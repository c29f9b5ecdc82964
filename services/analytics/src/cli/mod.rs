//! analytics CLI 分发：`run`、`issue-token`、`verify-token`、`version`。

use anyhow::{anyhow, bail};
use serde_json::json;
use xl_shared_protocol::{InternalClaims, InternalTokenAuthority};

use crate::config::Config;

/// CLI 分发结果。
pub(crate) enum CliDispatch {
    /// 继续进入 HTTP 服务主循环。
    Run,
    /// 命令已处理完成，主程序应退出。
    Exit,
}

/// 输出格式。
#[derive(Debug, PartialEq, Eq)]
enum OutputFormat {
    Text,
    Json,
}

/// 解析并执行 analytics CLI。
pub(crate) fn dispatch(args: &[String]) -> anyhow::Result<CliDispatch> {
    if args.is_empty() {
        return Ok(CliDispatch::Run);
    }

    let cmd = args[0].trim();
    if cmd.is_empty() || cmd == "run" {
        return Ok(CliDispatch::Run);
    }

    if matches!(cmd, "-h" | "--help" | "help") {
        print_root_help();
        return Ok(CliDispatch::Exit);
    }

    match cmd {
        "issue-token" => {
            let format = parse_format(&args[1..])?;
            let authority = load_authority()?;
            let token = authority
                .issue_token()
                .map_err(|err| anyhow!("issue internal token failed: {err}"))?;
            println!("{}", render_issued_token(&token, &authority, format));
            Ok(CliDispatch::Exit)
        }
        "verify-token" => {
            let token = match args.get(1..) {
                Some([token]) => token.trim(),
                _ => bail!("usage: xl-analytics verify-token <token>"),
            };
            let claims = load_authority()?
                .verify_token(token)
                .map_err(|err| anyhow!("{}: {err}", err.code()))?;
            println!("{}", render_claims(&claims));
            Ok(CliDispatch::Exit)
        }
        "version" => {
            println!("{}", env!("CARGO_PKG_VERSION"));
            Ok(CliDispatch::Exit)
        }
        other => Err(anyhow!(
            "unknown command: {other}; run `xl-analytics --help` for usage"
        )),
    }
}

/// 按当前环境配置构建签发器。
fn load_authority() -> anyhow::Result<InternalTokenAuthority> {
    Config::from_env()?.token_authority()
}

/// 解析 `--format` 参数。
fn parse_format(args: &[String]) -> anyhow::Result<OutputFormat> {
    if args.is_empty() {
        return Ok(OutputFormat::Text);
    }
    if args.len() == 2 && args[0] == "--format" {
        return match args[1].as_str() {
            "text" => Ok(OutputFormat::Text),
            "json" => Ok(OutputFormat::Json),
            other => Err(anyhow!("unsupported format: {other}")),
        };
    }
    Err(anyhow!("usage: xl-analytics issue-token [--format text|json]"))
}

/// 渲染签发结果；text 仅输出 token，便于脚本直接取用。
fn render_issued_token(
    token: &str,
    authority: &InternalTokenAuthority,
    format: OutputFormat,
) -> String {
    match format {
        OutputFormat::Text => token.to_string(),
        OutputFormat::Json => {
            let payload = json!({
                "header": "X-Internal-Token",
                "token": token,
                "expiresInSec": authority.lifetime().as_secs(),
            });
            serde_json::to_string_pretty(&payload).unwrap_or_else(|_| "{}".to_string())
        }
    }
}

fn render_claims(claims: &InternalClaims) -> String {
    serde_json::to_string_pretty(claims).unwrap_or_else(|_| "{}".to_string())
}

/// 打印 root help。
fn print_root_help() {
    println!("xl-analytics usage:");
    println!("  xl-analytics run");
    println!("  xl-analytics issue-token [--format text|json]");
    println!("  xl-analytics verify-token <token>");
    println!("  xl-analytics version");
}

#[cfg(test)]
mod tests {
    use std::time::Duration;

    use serde_json::Value;
    use xl_shared_protocol::InternalTokenAuthority;

    use super::{OutputFormat, parse_format, render_claims, render_issued_token};

    fn args(raw: &[&str]) -> Vec<String> {
        raw.iter().map(|value| value.to_string()).collect()
    }

    #[test]
    fn format_defaults_to_text() {
        assert_eq!(parse_format(&[]).unwrap(), OutputFormat::Text);
        assert_eq!(
            parse_format(&args(&["--format", "json"])).unwrap(),
            OutputFormat::Json
        );
        assert!(parse_format(&args(&["--format", "yaml"])).is_err());
        assert!(parse_format(&args(&["json"])).is_err());
    }

    #[test]
    fn json_output_names_header_and_lifetime() {
        let authority =
            InternalTokenAuthority::new("cli-secret", Duration::from_secs(600)).unwrap();
        let token = authority.issue_token().unwrap();

        assert_eq!(
            render_issued_token(&token, &authority, OutputFormat::Text),
            token
        );
        let value: Value =
            serde_json::from_str(&render_issued_token(&token, &authority, OutputFormat::Json))
                .unwrap();
        assert_eq!(value["header"], "X-Internal-Token");
        assert_eq!(value["expiresInSec"], 600);
        assert_eq!(value["token"], token.as_str());
    }

    #[test]
    fn claims_render_with_wire_field_names() {
        let authority =
            InternalTokenAuthority::new("cli-secret", Duration::from_secs(600)).unwrap();
        let claims = authority
            .verify_token(&authority.issue_token().unwrap())
            .unwrap();
        let value: Value = serde_json::from_str(&render_claims(&claims)).unwrap();

        assert_eq!(value["sub"], "internal-service");
        assert_eq!(value["role"], "INTERNAL_SERVICE");
        assert!(value["exp"].as_u64().unwrap() > value["iat"].as_u64().unwrap());
    }
}
//! stdout tracing 日志：优先 `RUST_LOG`，回退 info。

use tracing_subscriber::{EnvFilter, layer::SubscriberExt, util::SubscriberInitExt};

/// 初始化日志系统。
pub(crate) fn init() {
    let filter = EnvFilter::try_from_default_env().unwrap_or_else(|_| EnvFilter::new("info"));
    tracing_subscriber::registry()
        .with(tracing_subscriber::fmt::layer().with_target(false).compact())
        .with(filter)
        .init();
}
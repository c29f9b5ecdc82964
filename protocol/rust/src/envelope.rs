//! 统一 HTTP 响应包裹：成功为 `success/data/message/timestamp`，失败为 `success/error/timestamp`。

use serde::{Deserialize, Serialize};
use serde_json::Value;

use crate::now_rfc3339_nanos;

/// 成功响应默认消息。
pub const DEFAULT_SUCCESS_MESSAGE: &str = "Success";

/// 成功响应包裹。
#[derive(Debug, Clone, Serialize, Deserialize)]
pub struct SuccessEnvelope<T> {
    // 恒为 true。
    pub success: bool,
    // 业务负载。
    pub data: T,
    // 人类可读消息。
    pub message: String,
    // 响应时间（RFC3339 UTC）。
    pub timestamp: String,
}

impl<T> SuccessEnvelope<T> {
    /// 使用默认消息构造成功响应。
    pub fn new(data: T) -> Self {
        Self::with_message(data, DEFAULT_SUCCESS_MESSAGE)
    }

    /// 使用自定义消息构造成功响应。
    pub fn with_message(data: T, message: impl Into<String>) -> Self {
        Self {
            success: true,
            data,
            message: message.into(),
            timestamp: now_rfc3339_nanos(),
        }
    }
}

/// 失败响应中的错误体。
#[derive(Debug, Clone, Serialize, Deserialize)]
pub struct ErrorBody {
    // 机器可读错误码（如 `MISSING_TOKEN`）。
    pub code: String,
    // 人类可读错误描述。
    pub message: String,
    #[serde(default, skip_serializing_if = "Option::is_none")]
    // 附加诊断信息（可选）。
    pub details: Option<Value>,
}

/// 失败响应包裹。
#[derive(Debug, Clone, Serialize, Deserialize)]
pub struct ErrorEnvelope {
    // 恒为 false。
    pub success: bool,
    pub error: ErrorBody,
    pub timestamp: String,
}

impl ErrorEnvelope {
    /// 构造失败响应。
    pub fn new(code: impl Into<String>, message: impl Into<String>, details: Option<Value>) -> Self {
        Self {
            success: false,
            error: ErrorBody {
                code: code.into(),
                message: message.into(),
                details,
            },
            timestamp: now_rfc3339_nanos(),
        }
    }
}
◇ ◇ ◇ ◇ ◇ ◇ ◇
Collect the lines of the data that carry the word "payload".

            let payload = json!({
            serde_json::to_string_pretty(&payload).unwrap_or_else(|_| "{}".to_string())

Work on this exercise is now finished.